__WORK ITEM__:
Once the line containing "express or implied." has been printed, stop; print every line before it exactly, starting at the top of the material below.

***** SUPPLIED DATA *****

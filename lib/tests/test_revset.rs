// Copyright 2024 The PJJ Authors
//
// Licensed under the Apache License, Version 2.0 (the "License");
// you may not use this file except in compliance with the License.
// You may obtain a copy of the License at
//
// https://www.apache.org/licenses/LICENSE-2.0
//
// Unless required by applicable law or agreed to in writing, software
// distributed under the License is distributed on an "AS IS" BASIS,
// WITHOUT WARRANTIES OR CONDITIONS OF ANY KIND, either express or implied.
// See the License for the specific language governing permissions and
// limitations under the License.

use std::sync::Arc;

use pjj_lib::backend::GitStore;
use pjj_lib::error::{ClassifiedError as _, ErrorKind};
use pjj_lib::fs::OsFs;
use pjj_lib::repo::Repo;
use testutils::{user_settings_for, TestRepo};

#[test]
fn test_log_mine_nonempty_recent() {
    // Five changes authored alternately by Alice and Bob; the query runs
    // as Alice.
    let mut test_repo = TestRepo::init();
    let mut expected_mine = vec![];
    for i in 1..=5u64 {
        let alice_turn = i % 2 == 1;
        let settings = if alice_turn {
            user_settings_for("Test User", "test.user@example.com", 100 + i)
        } else {
            user_settings_for("Bob", "bob@example.com", 100 + i)
        };
        let mut repo = Repo::load(
            settings,
            Arc::new(OsFs),
            test_repo.git.clone() as Arc<dyn GitStore>,
            test_repo.root(),
        )
        .unwrap();
        let parent = repo.working_copy_id().clone();
        let id = repo
            .new_change(vec![parent], &format!("change {i}"))
            .unwrap();
        std::fs::write(
            test_repo.root().join(format!("file{i}.txt")),
            format!("content {i}\n"),
        )
        .unwrap();
        repo.snapshot().unwrap().unwrap();
        if alice_turn {
            expected_mine.push(id);
        }
    }
    // Pick the on-disk state back up in the main handle.
    test_repo.repo = test_repo.reload();

    let changes = test_repo
        .repo
        .log("mine() & ~empty() & last(7d)")
        .unwrap();
    let ids: Vec<_> = changes.iter().map(|c| c.change_id.clone()).collect();
    // Alice's non-empty changes, newest first.
    expected_mine.reverse();
    assert_eq!(ids, expected_mine);
    for change in &changes {
        assert_eq!(change.author.email, "test.user@example.com");
        assert!(!change.empty);
    }
}

#[test]
fn test_log_ancestors_of_heads_is_visible_set() {
    let mut test_repo = TestRepo::init();
    let a = test_repo.repo.working_copy_id().clone();
    test_repo.write_file("a.txt", "a\n");
    let b = test_repo.repo.new_change(vec![a.clone()], "b").unwrap();
    test_repo.write_file("b.txt", "b\n");
    test_repo.repo.snapshot().unwrap().unwrap();
    let scrap = test_repo.repo.new_change(vec![b.clone()], "scrap").unwrap();
    test_repo.repo.abandon(&scrap).unwrap();

    let reachable = test_repo.repo.log("ancestors(heads(all()))").unwrap();
    let visible: Vec<_> = test_repo
        .repo
        .log("all()")
        .unwrap()
        .into_iter()
        .filter(|change| !change.abandoned)
        .collect();
    assert_eq!(
        reachable.iter().map(|c| &c.change_id).collect::<Vec<_>>(),
        visible.iter().map(|c| &c.change_id).collect::<Vec<_>>()
    );
}

#[test]
fn test_log_bookmark_and_file_queries() {
    let mut test_repo = TestRepo::init();
    let a = test_repo.repo.working_copy_id().clone();
    test_repo.write_file("src/lib.rs", "fn lib() {}\n");
    let b = test_repo.repo.new_change(vec![a.clone()], "docs").unwrap();
    test_repo.write_file("docs/readme.md", "readme\n");
    test_repo.repo.snapshot().unwrap().unwrap();
    test_repo.repo.bookmark_set("main", &a).unwrap();

    let by_bookmark = test_repo.repo.log("bookmark(main)").unwrap();
    assert_eq!(by_bookmark.len(), 1);
    assert_eq!(by_bookmark[0].change_id, a);

    let by_file = test_repo.repo.log("file(\"glob:src/**\")").unwrap();
    assert_eq!(by_file.len(), 1);
    assert_eq!(by_file[0].change_id, a);

    let by_description = test_repo.repo.log("description(docs)").unwrap();
    assert_eq!(by_description.len(), 1);
    assert_eq!(by_description[0].change_id, b);
}

#[test]
fn test_log_parse_error_kinds() {
    let test_repo = TestRepo::init();
    let err = test_repo.repo.log("mine( &").unwrap_err();
    assert_eq!(err.kind(), ErrorKind::ParseError);

    let err = test_repo.repo.log("ancestor(@)").unwrap_err();
    assert_eq!(err.kind(), ErrorKind::ParseError);
    assert!(err.suggestion().unwrap().contains("ancestors"));

    let err = test_repo.repo.log("latest(@)").unwrap_err();
    assert_eq!(err.kind(), ErrorKind::InvalidArgument);

    let err = test_repo.repo.log("no_such_bookmark").unwrap_err();
    assert_eq!(err.kind(), ErrorKind::NotFound);
}

#[test]
fn test_log_change_id_prefix() {
    let test_repo = TestRepo::init();
    let wc = test_repo.repo.working_copy_id().clone();
    use pjj_lib::object_id::ObjectId as _;
    let prefix = &wc.hex()[..12];
    let found = test_repo.repo.log(prefix).unwrap();
    assert_eq!(found.len(), 1);
    assert_eq!(found[0].change_id, wc);
}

*****

__ANSWER SPACE__:
filename lib/tests/test_revset.rs
// Copyright 2024 The PJJ Authors
//
// Licensed under the Apache License, Version 2.0 (the "License");
// you may not use this file except in compliance with the License.
// You may obtain a copy of the License at
//
// https://www.apache.org/licenses/LICENSE-2.0
//
// Unless required by applicable law or agreed to in writing, software
// distributed under the License is distributed on an "AS IS" BASIS,
// WITHOUT WARRANTIES OR CONDITIONS OF ANY KIND, either express or implied.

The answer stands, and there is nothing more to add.